On Mon, Aug 12, 2013 at 1:35 AM, Bennie Kloosteman <[email protected]>wrote:

> The work on .NET on a throw is clear
>
> a) Create a new Exception object ( there is your 10* cost already + branch
> miss , cache misses from  the following etc )
> b) copy methods from the stack  to Exception object ( or whole stack )
> c) load / copy  map of address to method name.* change stack to strings
> now ( or in global handler)
> d) unwind stack till a catch handler is found
>

Why would you need to do "c" during the throw? It seems like you can easily
do this after.

Also, "b" could be done incrementally as the stack is unwound, preventing a
full stack walk in the case the exception is caught near the throw. (though
certainly at some cost)

> Return values are fast.
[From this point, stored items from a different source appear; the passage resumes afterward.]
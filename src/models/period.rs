//! Ranking time windows.

use std::fmt;
use std::str::FromStr;

use serde::{Deserialize, Serialize};

use crate::error::CollageError;

/// Time window Last.fm uses to compute a top list.
#[derive(Debug, Clone, Copy, PartialEq, Eq, Hash, Default, Serialize, Deserialize)]
pub enum Period {
    /// Last seven days.
    #[default]
    #[serde(rename = "7day")]
    Week,
    /// Last month.
    #[serde(rename = "1month")]
    Month,
    /// Last three months.
    #[serde(rename = "3month")]
    Quarter,
    /// Last six months.
    #[serde(rename = "6month")]
    HalfYear,
    /// Last twelve months.
    #[serde(rename = "12month")]
    Year,
    /// All time.
    #[serde(rename = "overall")]
    Overall,
}

impl Period {
    /// Value of the `period` request parameter.
    pub fn as_str(&self) -> &'static str {
        match self {
            Period::Week => "7day",
            Period::Month => "1month",
            Period::Quarter => "3month",
            Period::HalfYear => "6month",
            Period::Year => "12month",
            Period::Overall => "overall",
        }
    }

    /// All periods, shortest first.
    pub fn all() -> &'static [Period] {
        &[
            Period::Week,
            Period::Month,
            Period::Quarter,
            Period::HalfYear,
            Period::Year,
            Period::Overall,
        ]
    }
}

impl fmt::Display for Period {
    fn fmt(&self, f: &mut fmt::Formatter<'_>) -> fmt::Result {
        f.write_str(self.as_str())
    }
}

impl FromStr for Period {
    type Err = CollageError;

    fn from_str(s: &str) -> Result<Self, Self::Err> {
        Period::all()
            .iter()
            .copied()
            .find(|p| p.as_str() == s.trim())
            .ok_or_else(|| {
                let options: Vec<&str> = Period::all().iter().map(Period::as_str).collect();
                CollageError::InvalidConfiguration(format!(
                    "Invalid period: {}. Options are: {}",
                    s,
                    options.join(", ")
                ))
            })
    }
}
This is my criteria a,b,c.
>


> Yes, though I see no reason why this should not be true for exception
> handlers when the Liskov implementation technique is used.


@Shap - After some digging, I'm now confused about this comment. Were you
talking about the original CLU exception mechanism?

http://www-public.it-sudparis.eu/~gibson/Teaching/CSC7322/ReadingMaterial/LiskovSnyder79.pdf

As of that paper they only allowed one-level exception signaling, which
sounds to me like a form of structured return value.